Exact reproduction of the following data is required.

--------------------------------

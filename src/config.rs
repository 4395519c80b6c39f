use std::collections::HashMap;
use std::fs;
use std::path::{Path, PathBuf};
use std::time::Duration;

use chrono::NaiveDate;
use serde::Deserialize;

use crate::constants::{DEFAULT_CONFIG_PATH, DEFAULT_QUERY_TIMEOUT_SECS};
use crate::error::{ReportError, Result};
use crate::pipeline::processing::normalize::default_ordinal_epoch;
use crate::pipeline::processing::row_builder::RowContext;
use crate::pipeline::report_spec::ReportRegistry;

/// Environment variable naming the config file when no path is given.
pub const CONFIG_PATH_ENV: &str = "OPS_REPORTS_CONFIG";

#[derive(Debug, Clone, Deserialize)]
pub struct Config {
    pub source: SourceConfig,
    #[serde(default)]
    pub dates: DatesConfig,
    /// Query text per report name.
    #[serde(default)]
    pub queries: HashMap<String, QueryConfig>,
}

#[derive(Debug, Clone, Copy, PartialEq, Eq, Deserialize)]
#[serde(rename_all = "lowercase")]
pub enum SourceKind {
    Sqlite,
    Libsql,
}

#[derive(Debug, Clone, Deserialize)]
pub struct SourceConfig {
    pub kind: SourceKind,
    /// Database file for the sqlite source.
    pub path: Option<PathBuf>,
    #[serde(default = "default_query_timeout_secs")]
    pub query_timeout_secs: u64,
}

#[derive(Debug, Clone, Deserialize)]
pub struct DatesConfig {
    /// Date that integer ordinal 1 stands for, as a quoted `YYYY-MM-DD`.
    #[serde(default = "default_ordinal_epoch")]
    pub ordinal_epoch: NaiveDate,
}

impl Default for DatesConfig {
    fn default() -> Self {
        Self {
            ordinal_epoch: default_ordinal_epoch(),
        }
    }
}

#[derive(Debug, Clone, PartialEq, Eq, Deserialize)]
pub struct QueryConfig {
    /// Parent rows; may use `:offset` and `:limit`.
    pub rows: String,
    /// Child rows for pivoted reports.
    pub children: Option<String>,
    /// Single-value total row count.
    pub count: Option<String>,
}

fn default_query_timeout_secs() -> u64 {
    DEFAULT_QUERY_TIMEOUT_SECS
}

impl Config {
    /// Pick the config path: explicit argument, then `OPS_REPORTS_CONFIG`,
    /// then `config.toml` in the working directory.
    pub fn resolve_path(explicit: Option<PathBuf>) -> PathBuf {
        explicit
            .or_else(|| std::env::var(CONFIG_PATH_ENV).ok().map(PathBuf::from))
            .unwrap_or_else(|| PathBuf::from(DEFAULT_CONFIG_PATH))
    }

    pub fn load(path: &Path) -> Result<Self> {
        let config_content = fs::read_to_string(path).map_err(|e| {
            ReportError::Config(format!(
                "Failed to read config file '{}': {}",
                path.display(),
                e
            ))
        })?;
        Self::from_toml_str(&config_content)
    }

    pub fn from_toml_str(content: &str) -> Result<Self> {
        let config: Config = toml::from_str(content)?;
        Ok(config)
    }

    /// Check the config against the reports it will serve.
    pub fn validate(&self, registry: &ReportRegistry) -> Result<()> {
        match self.source.kind {
            SourceKind::Sqlite if self.source.path.is_none() => {
                return Err(ReportError::Config(
                    "source.path is required for the sqlite source".to_string(),
                ));
            }
            SourceKind::Libsql if !cfg!(feature = "db") => {
                return Err(ReportError::Config(
                    "the libsql source requires building with the `db` feature".to_string(),
                ));
            }
            _ => {}
        }

        if self.source.query_timeout_secs == 0 {
            return Err(ReportError::Config(
                "source.query_timeout_secs must be positive".to_string(),
            ));
        }

        for (report, query) in &self.queries {
            let spec = registry.get(report).ok_or_else(|| {
                ReportError::Config(format!("queries.{report} does not name a known report"))
            })?;
            if spec.pivot.is_some() && query.children.is_none() {
                return Err(ReportError::Config(format!(
                    "queries.{report}.children is required for a pivoted report"
                )));
            }
        }
        Ok(())
    }

    pub fn query(&self, report: &str) -> Option<&QueryConfig> {
        self.queries.get(report)
    }

    pub fn query_timeout(&self) -> Duration {
        Duration::from_secs(self.source.query_timeout_secs)
    }

    pub fn row_context(&self) -> RowContext {
        RowContext {
            ordinal_epoch: self.dates.ordinal_epoch,
        }
    }
}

--------------------------------

Answer space:
filename src/config.rs
repository 4395519c80b6c39f
use std::collections::HashMap;
use std::fs;
use std::path::{Path, PathBuf};
use std::time::Duration;

use chrono::NaiveDate;
use serde::Deserialize;

use crate::constants::{DEFAULT_CONFIG_PATH, DEFAULT_QUERY_TIMEOUT_SECS};
use crate::error::{ReportError, Result};
use crate::pipeline::processing::normalize::default_ordinal_epoch;
use crate::pipeline::processing::row_builder::RowContext;
use crate::pipeline::report_spec::ReportRegistry;

/// Environment variable naming the config file when no path is given.
pub const CONFIG_PATH_ENV: &str = "OPS_REPORTS_CONFIG";

#[derive(Debug, Clone, Deserialize)]
pub struct Config {
    pub source: SourceConfig,
    #[serde(default)]
    pub dates: DatesConfig,
    /// Query text per report name.
    #[serde(default)]
    pub queries: HashMap<String, QueryConfig>,
}

#[derive(Debug, Clone, Copy, PartialEq, Eq, Deserialize)]
#[serde(rename_all = "lowercase")]
pub enum SourceKind {
    Sqlite,
    Libsql,
}

#[derive(Debug, Clone, Deserialize)]
pub struct SourceConfig {
    pub kind: SourceKind,
    /// Database file for the sqlite source.
    pub path: Option<PathBuf>,
    #[serde(default = "default_query_timeout_secs")]
    pub query_timeout_secs: u64,
}

#[derive(Debug, Clone, Deserialize)]
pub struct DatesConfig {
    /// Date that integer ordinal 1 stands for, as a quoted `YYYY-MM-DD`.
    #[serde(default = "default_ordinal_epoch")]
    pub ordinal_epoch: NaiveDate,
}

impl Default for DatesConfig {
    fn default() -> Self {
        Self {
            ordinal_epoch: default_ordinal_epoch(),
        }
    }
}

#[derive(Debug, Clone, PartialEq, Eq, Deserialize)]
pub struct QueryConfig {
    /// Parent rows; may use `:offset` and `:limit`.
    pub rows: String,
    /// Child rows for pivoted reports.
    pub children: Option<String>,
    /// Single-value total row count.
    pub count: Option<String>,
}

fn default_query_timeout_secs() -> u64 {
    DEFAULT_QUERY_TIMEOUT_SECS
}

impl Config {
    /// Pick the config path: explicit argument, then `OPS_REPORTS_CONFIG`,
    /// then `config.toml` in the working directory.
    pub fn resolve_path(explicit: Option<PathBuf>) -> PathBuf {
        explicit
            .or_else(|| std::env::var(CONFIG_PATH_ENV).ok().map(PathBuf::from))
            .unwrap_or_else(|| PathBuf::from(DEFAULT_CONFIG_PATH))
    }

    pub fn load(path: &Path) -> Result<Self> {
        let config_content = fs::read_to_string(path).map_err(|e| {
            ReportError::Config(format!(
                "Failed to read config file '{}': {}",
                path.display(),
                e
            ))
        })?;
        Self::from_toml_str(&config_content)
    }

    pub fn from_toml_str(content: &str) -> Result<Self> {
        let config: Config = toml::from_str(content)?;
        Ok(config)
    }

    /// Check the config against the reports it will serve.
    pub fn validate(&self, registry: &ReportRegistry) -> Result<()> {
        match self.source.kind {
            SourceKind::Sqlite if self.source.path.is_none() => {
                return Err(ReportError::Config(
                    "source.path is required for the sqlite source".to_string(),
                ));
            }
            SourceKind::Libsql if !cfg!(feature = "db") => {
                return Err(ReportError::Config(
                    "the libsql source requires building with the `db` feature".to_string(),
                ));
            }
            _ => {}
        }

        if self.source.query_timeout_secs == 0 {
            return Err(ReportError::Config(
                "source.query_timeout_secs must be positive".to_string(),
            ));
        }

        for (report, query) in &self.queries {
            let spec = registry.get(report).ok_or_else(|| {
                ReportError::Config(format!("queries.{report} does not name a known report"))
            })?;
            if spec.pivot.is_some() && query.children.is_none() {
                return Err(ReportError::Config(format!(
                    "queries.{report}.children is required for a pivoted report"
                )));
            }
        }
        Ok(())
    }

    pub fn query(&self, report: &str) -> Option<&QueryConfig> {
        self.queries.get(report)
    }

    pub fn query_timeout(&self) -> Duration {
        Duration::from_secs(self.source.query_timeout_secs)
    }

    pub fn row_context(&self) -> RowContext {
        RowContext {
            ordinal_epoch: self.dates.ordinal_epoch,
        }
    }
}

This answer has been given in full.